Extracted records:
########
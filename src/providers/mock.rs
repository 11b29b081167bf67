//! Instrumented providers for tests

use async_trait::async_trait;
use std::collections::HashMap;
use std::sync::atomic::{AtomicUsize, Ordering};
use std::sync::{Arc, Mutex};
use std::time::Duration;

use crate::core::errors::{Result, TranslationError};
use crate::core::models::{ProviderKind, UsageSnapshot};
use crate::providers::{Translator, UsageSource};

/// Translator stub that records calls and tracks concurrent entries
#[derive(Debug)]
pub struct MockTranslator {
    kind: ProviderKind,
    enabled: bool,
    delay: Duration,
    scripted: HashMap<String, String>,
    failing_inputs: Vec<String>,
    calls: Mutex<Vec<String>>,
    active: AtomicUsize,
    peak: AtomicUsize,
}

impl MockTranslator {
    /// Enabled stub answering `[<kind>] <text>` unless scripted otherwise
    pub fn new(kind: ProviderKind) -> Self {
        Self {
            kind,
            enabled: true,
            delay: Duration::ZERO,
            scripted: HashMap::new(),
            failing_inputs: Vec::new(),
            calls: Mutex::new(Vec::new()),
            active: AtomicUsize::new(0),
            peak: AtomicUsize::new(0),
        }
    }

    pub fn disabled(kind: ProviderKind) -> Self {
        Self {
            enabled: false,
            ..Self::new(kind)
        }
    }

    pub fn with_delay(mut self, delay: Duration) -> Self {
        self.delay = delay;
        self
    }

    pub fn with_response(mut self, input: &str, output: &str) -> Self {
        self.scripted.insert(input.to_string(), output.to_string());
        self
    }

    pub fn failing_on(mut self, input: &str) -> Self {
        self.failing_inputs.push(input.to_string());
        self
    }

    pub fn shared(self) -> Arc<Self> {
        Arc::new(self)
    }

    pub fn calls(&self) -> Vec<String> {
        self.calls.lock().unwrap().clone()
    }

    pub fn call_count(&self) -> usize {
        self.calls.lock().unwrap().len()
    }

    /// Highest number of simultaneous `translate` calls observed
    pub fn peak_concurrency(&self) -> usize {
        self.peak.load(Ordering::SeqCst)
    }
}

#[async_trait]
impl Translator for MockTranslator {
    fn kind(&self) -> ProviderKind {
        self.kind
    }

    fn is_enabled(&self) -> bool {
        self.enabled
    }

    async fn translate(&self, text: &str) -> Result<String> {
        if !self.enabled {
            return Err(TranslationError::ProviderUnavailable {
                provider: self.kind.to_string(),
            });
        }
        self.calls.lock().unwrap().push(text.to_string());

        let now = self.active.fetch_add(1, Ordering::SeqCst) + 1;
        self.peak.fetch_max(now, Ordering::SeqCst);
        if !self.delay.is_zero() {
            tokio::time::sleep(self.delay).await;
        }
        self.active.fetch_sub(1, Ordering::SeqCst);

        if self.failing_inputs.iter().any(|f| f == text) {
            return Err(TranslationError::call(self.kind, "scripted failure"));
        }
        Ok(self
            .scripted
            .get(text)
            .cloned()
            .unwrap_or_else(|| format!("[{}] {}", self.kind, text)))
    }
}

/// Usage stub replaying scripted snapshots, or failing when none are scripted.
///
/// The last snapshot repeats once the script is exhausted.
#[derive(Debug)]
pub struct MockUsage {
    enabled: bool,
    snapshots: Vec<UsageSnapshot>,
    queries: AtomicUsize,
}

impl MockUsage {
    pub fn new(snapshot: UsageSnapshot) -> Self {
        Self::scripted(vec![snapshot])
    }

    /// Answer the n-th query with the n-th snapshot
    pub fn scripted(snapshots: Vec<UsageSnapshot>) -> Self {
        Self {
            enabled: true,
            snapshots,
            queries: AtomicUsize::new(0),
        }
    }

    pub fn failing() -> Self {
        Self::scripted(Vec::new())
    }

    pub fn disabled() -> Self {
        Self {
            enabled: false,
            ..Self::failing()
        }
    }

    pub fn shared(self) -> Arc<Self> {
        Arc::new(self)
    }

    pub fn query_count(&self) -> usize {
        self.queries.load(Ordering::SeqCst)
    }
}

#[async_trait]
impl UsageSource for MockUsage {
    fn is_enabled(&self) -> bool {
        self.enabled
    }

    async fn usage(&self) -> Result<UsageSnapshot> {
        let query = self.queries.fetch_add(1, Ordering::SeqCst);
        self.snapshots
            .get(query)
            .or_else(|| self.snapshots.last())
            .cloned()
            .ok_or_else(|| TranslationError::UsageQueryError {
                message: "connection refused".to_string(),
            })
    }
}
########
The required answer is each line of the data in which the word "push" appears.

● **Written solution**:
        self.failing_inputs.push(input.to_string());
        self.calls.lock().unwrap().push(text.to_string());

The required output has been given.